Conversely, a hyposensitive infant may seek out intense sensory input to register the sensation. This can manifest as an excessive tendency to mouth non-food objects, stare intently at bright lights, or not react appropriately to pain or extreme temperatures. These differences in sensory processing can make it challenging for the child to regulate emotions and interact comfortably with the surrounding environment.

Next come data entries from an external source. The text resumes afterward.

//! Text encodings for string chunks
//!
//! Supported encodings match the Node.js names: utf8, utf16le, utf16be,
//! latin1 (binary), ascii, base64 and hex.

mod string_decoder;

pub use string_decoder::{StringDecoder, decoder_stream};

use base64::{Engine, engine::general_purpose};
use std::{fmt, str::FromStr};
use thiserror::Error;

/// Errors raised while converting between text and bytes
#[derive(Error, Debug, Clone, PartialEq, Eq)]
pub enum EncodingError {
    #[error("Unknown encoding: {0}")]
    Unknown(String),

    #[error("Invalid {encoding} input: {reason}")]
    InvalidInput {
        encoding: Encoding,
        reason: String,
    },
}

/// Supported encodings
#[derive(Debug, Clone, Copy, PartialEq, Eq, Hash, Default)]
pub enum Encoding {
    #[default]
    Utf8,
    Utf16Le,
    Utf16Be,
    Latin1,
    Ascii,
    Base64,
    Hex,
}

impl FromStr for Encoding {
    type Err = EncodingError;

    fn from_str(s: &str) -> Result<Self, Self::Err> {
        match s.to_lowercase().as_str() {
            "utf8" | "utf-8" => Ok(Encoding::Utf8),
            "utf16le" | "utf-16le" | "ucs2" | "ucs-2" => Ok(Encoding::Utf16Le),
            "utf16be" | "utf-16be" => Ok(Encoding::Utf16Be),
            "latin1" | "binary" => Ok(Encoding::Latin1),
            "ascii" => Ok(Encoding::Ascii),
            "base64" => Ok(Encoding::Base64),
            "hex" => Ok(Encoding::Hex),
            _ => Err(EncodingError::Unknown(s.to_string())),
        }
    }
}

impl fmt::Display for Encoding {
    fn fmt(&self, f: &mut fmt::Formatter<'_>) -> fmt::Result {
        f.write_str(self.name())
    }
}

impl Encoding {
    /// Canonical Node.js name
    pub fn name(&self) -> &'static str {
        match self {
            Encoding::Utf8 => "utf8",
            Encoding::Utf16Le => "utf16le",
            Encoding::Utf16Be => "utf16be",
            Encoding::Latin1 => "latin1",
            Encoding::Ascii => "ascii",
            Encoding::Base64 => "base64",
            Encoding::Hex => "hex",
        }
    }

    /// Convert text written in this encoding into bytes.
    ///
    /// For base64 and hex the text is the encoded form and is decoded.
    pub fn encode(&self, text: &str) -> Result<Vec<u8>, EncodingError> {
        let bytes = match self {
            Encoding::Utf8 => text.as_bytes().to_vec(),
            Encoding::Utf16Le => text.encode_utf16().flat_map(u16::to_le_bytes).collect(),
            Encoding::Utf16Be => text.encode_utf16().flat_map(u16::to_be_bytes).collect(),
            Encoding::Latin1 | Encoding::Ascii => {
                text.chars().map(|c| (c as u32 & 0xFF) as u8).collect()
            }
            Encoding::Base64 => general_purpose::STANDARD
                .decode(text.trim_end_matches('\n'))
                .map_err(|e| self.invalid(e))?,
            Encoding::Hex => hex::decode(text).map_err(|e| self.invalid(e))?,
        };
        Ok(bytes)
    }

    /// Render bytes as text in this encoding
    pub fn decode(&self, bytes: &[u8]) -> String {
        let mut decoder = StringDecoder::new(*self);
        decoder.end(Some(bytes))
    }

    fn invalid(&self, reason: impl fmt::Display) -> EncodingError {
        EncodingError::InvalidInput {
            encoding: *self,
            reason: reason.to_string(),
        }
    }
}

#[cfg(test)]
mod tests {
    use super::*;

    #[test]
    fn test_parse_names() {
        assert_eq!("UTF-8".parse::<Encoding>().unwrap(), Encoding::Utf8);
        assert_eq!("ucs2".parse::<Encoding>().unwrap(), Encoding::Utf16Le);
        assert_eq!("binary".parse::<Encoding>().unwrap(), Encoding::Latin1);
        assert!(matches!(
            "ebcdic".parse::<Encoding>(),
            Err(EncodingError::Unknown(_))
        ));
        assert_eq!(Encoding::Hex.to_string(), "hex");
    }

    #[test]
    fn test_encode() {
        assert_eq!(Encoding::Utf8.encode("hé").unwrap(), vec![0x68, 0xC3, 0xA9]);
        assert_eq!(Encoding::Utf16Le.encode("A").unwrap(), vec![0x41, 0x00]);
        assert_eq!(Encoding::Utf16Be.encode("A").unwrap(), vec![0x00, 0x41]);
        assert_eq!(Encoding::Latin1.encode("é").unwrap(), vec![0xE9]);
        assert_eq!(Encoding::Hex.encode("cafe").unwrap(), vec![0xCA, 0xFE]);
        assert_eq!(Encoding::Base64.encode("aGk=").unwrap(), b"hi".to_vec());
        assert!(Encoding::Hex.encode("xyz").is_err());
    }

    #[test]
    fn test_decode() {
        assert_eq!(Encoding::Hex.decode(&[0xCA, 0xFE]), "cafe");
        assert_eq!(Encoding::Base64.decode(b"hi"), "aGk=");
        assert_eq!(Encoding::Utf8.decode("hé".as_bytes()), "hé");
    }
}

Repetitive behaviors, or stereotypies, are a core feature of ASD that can appear in the first two years of life. These movements often involve the body, such as hand-flapping, body rocking, or stiffening and posturing the hands and fingers. The frequency, intensity, and persistence of these behaviors distinguish them as potential signs of ASD. Repetitive engagement with objects is also common, including spinning wheels, lining up toys in a rigid way, or unusual visual inspection of objects.

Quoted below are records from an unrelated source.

//! Cooperative event loop driving every stream callback
//!
//! All stream work runs on one logical task queue:
//! - Microtasks (`next_tick`) - processed first, in FIFO order
//! - Timers (`set_timeout`) - a min-heap keyed by virtual deadline
//!
//! Timers run on a virtual clock: when only timers are pending the clock jumps
//! to the earliest deadline instead of sleeping, which keeps scheduling
//! deterministic.

use super::{RuntimeError, RuntimeResult};
use crate::error::StreamError;
use std::{
    cell::{Cell, RefCell},
    cmp::Ordering,
    collections::{BinaryHeap, HashSet, VecDeque},
    rc::Rc,
    time::Duration,
};

type Task = Box<dyn FnOnce()>;

/// Handle returned by [`EventLoop::set_timeout`]
#[derive(Debug, Clone, Copy, PartialEq, Eq, Hash)]
pub struct TimerId(u64);

/// A timer entry in the priority queue
struct TimerEntry {
    /// When this timer should fire
    deadline: Duration,
    /// Unique ID for ordering timers with same deadline
    id: u64,
    task: Task,
}

impl PartialEq for TimerEntry {
    fn eq(&self, other: &Self) -> bool {
        self.deadline == other.deadline && self.id == other.id
    }
}

impl Eq for TimerEntry {}

impl PartialOrd for TimerEntry {
    fn partial_cmp(&self, other: &Self) -> Option<Ordering> {
        Some(self.cmp(other))
    }
}

impl Ord for TimerEntry {
    fn cmp(&self, other: &Self) -> Ordering {
        // Reverse ordering for min-heap (earliest deadline first)
        other
            .deadline
            .cmp(&self.deadline)
            .then_with(|| other.id.cmp(&self.id))
    }
}

struct LoopInner {
    /// Queue of microtasks - processed before any timer
    microtasks: RefCell<VecDeque<Task>>,
    /// Priority queue of timers (min-heap by deadline)
    timers: RefCell<BinaryHeap<TimerEntry>>,
    cancelled: RefCell<HashSet<u64>>,
    /// Counter for unique timer IDs
    timer_counter: Cell<u64>,
    /// Virtual clock
    now: Cell<Duration>,
    running: Cell<bool>,
    /// Stream errors nobody listened for
    unhandled: RefCell<VecDeque<StreamError>>,
}

/// Single-threaded task queue shared by a group of streams.
///
/// Cloning is cheap and yields a handle to the same loop.
#[derive(Clone)]
pub struct EventLoop {
    inner: Rc<LoopInner>,
}

impl Default for EventLoop {
    fn default() -> Self {
        Self::new()
    }
}

impl EventLoop {
    /// Create a new event loop
    pub fn new() -> Self {
        Self {
            inner: Rc::new(LoopInner {
                microtasks: RefCell::new(VecDeque::with_capacity(64)),
                timers: RefCell::new(BinaryHeap::with_capacity(32)),
                cancelled: RefCell::new(HashSet::new()),
                timer_counter: Cell::new(0),
                now: Cell::new(Duration::ZERO),
                running: Cell::new(false),
                unhandled: RefCell::new(VecDeque::new()),
            }),
        }
    }

    /// Queue a task to run after the current one, before any timer
    pub fn next_tick(&self, task: impl FnOnce() + 'static) {
        self.inner.microtasks.borrow_mut().push_back(Box::new(task));
    }

    /// Queue a task to run once the virtual clock has advanced by `delay`
    pub fn set_timeout(&self, delay: Duration, task: impl FnOnce() + 'static) -> TimerId {
        let id = self.inner.timer_counter.get() + 1;
        self.inner.timer_counter.set(id);
        self.inner.timers.borrow_mut().push(TimerEntry {
            deadline: self.inner.now.get() + delay,
            id,
            task: Box::new(task),
        });
        TimerId(id)
    }

    /// Cancel a pending timer; cancelling a fired timer has no effect
    pub fn clear_timeout(&self, timer: TimerId) {
        let pending = self.inner.timers.borrow().iter().any(|entry| entry.id == timer.0);
        if pending {
            self.inner.cancelled.borrow_mut().insert(timer.0);
        }
    }

    /// Current virtual time since the loop was created
    pub fn now(&self) -> Duration {
        self.inner.now.get()
    }

    /// Check if there's any pending work
    pub fn has_pending_work(&self) -> bool {
        !self.inner.microtasks.borrow().is_empty()
            || self.inner.timers.borrow().len() > self.inner.cancelled.borrow().len()
    }

    /// Get time until next timer fires
    pub fn time_until_next_timer(&self) -> Option<Duration> {
        let now = self.inner.now.get();
        self.inner
            .timers
            .borrow()
            .peek()
            .map(|entry| entry.deadline.saturating_sub(now))
    }

    /// Whether [`EventLoop::run`] is currently executing
    pub fn is_running(&self) -> bool {
        self.inner.running.get()
    }

    /// Record a stream error that no listener handled
    pub(crate) fn report_unhandled(&self, err: StreamError) {
        tracing::error!("Unhandled stream error: {}", err);
        self.inner.unhandled.borrow_mut().push_back(err);
    }

    /// Pop the next runnable task, advancing the clock for timers
    fn next_task(&self) -> Option<Task> {
        // Phase 1: microtasks (highest priority)
        if let Some(task) = self.inner.microtasks.borrow_mut().pop_front() {
            return Some(task);
        }

        // Phase 2: earliest live timer
        loop {
            let entry = self.inner.timers.borrow_mut().pop()?;
            if self.inner.cancelled.borrow_mut().remove(&entry.id) {
                continue;
            }
            if entry.deadline > self.inner.now.get() {
                self.inner.now.set(entry.deadline);
            }
            return Some(entry.task);
        }
    }

    /// Run one task. Returns false when there was nothing to run.
    pub fn run_once(&self) -> bool {
        match self.next_task() {
            Some(task) => {
                task();
                true
            }
            None => false,
        }
    }

    /// Run the event loop until all work is complete.
    ///
    /// Stops with [`RuntimeError::UnhandledError`] as soon as a stream emits
    /// `error` without any listener; remaining tasks stay queued.
    pub fn run(&self) -> RuntimeResult<()> {
        if self.inner.running.replace(true) {
            return Err(RuntimeError::Reentrant);
        }

        let result = loop {
            if let Some(err) = self.inner.unhandled.borrow_mut().pop_front() {
                break Err(RuntimeError::UnhandledError(err));
            }
            if !self.run_once() {
                break Ok(());
            }
        };

        self.inner.running.set(false);
        result
    }
}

Developmental Milestones and Seeking Professional Guidance
Noticing differences in early development involves observing two distinct patterns: a lack of acquisition or a loss of skills. In many cases, infants later diagnosed with ASD exhibit a lack of acquisition, meaning they never develop a particular skill within the expected timeframe, such as not babbling by 12 months or not using single words by 16 months. For a subset of children, a developmental regression occurs, where they temporarily acquire skills in areas like language or social interaction, only to lose them suddenly, typically between 18 and 24 months.
If a parent observes any persistent signs, consulting a pediatrician is the appropriate first step. Pediatricians utilize standardized tools, such as the Modified Checklist for Autism in Toddlers, Revised (M-CHAT-R), during well-child visits at 18 and 24 months to screen for potential concerns. This screening process is not a diagnosis but a way to identify children who would benefit from a comprehensive evaluation.
When a screening indicates a higher likelihood of ASD, the pediatrician can provide a referral for a comprehensive developmental evaluation by a team of specialists, such as a developmental pediatrician or a child psychologist. Early identification is beneficial, as it allows a child to access intervention services, which can begin before a formal diagnosis is finalized. These services, which may include speech or occupational therapy, are tailored to the individual child and support the development of communication and social skills.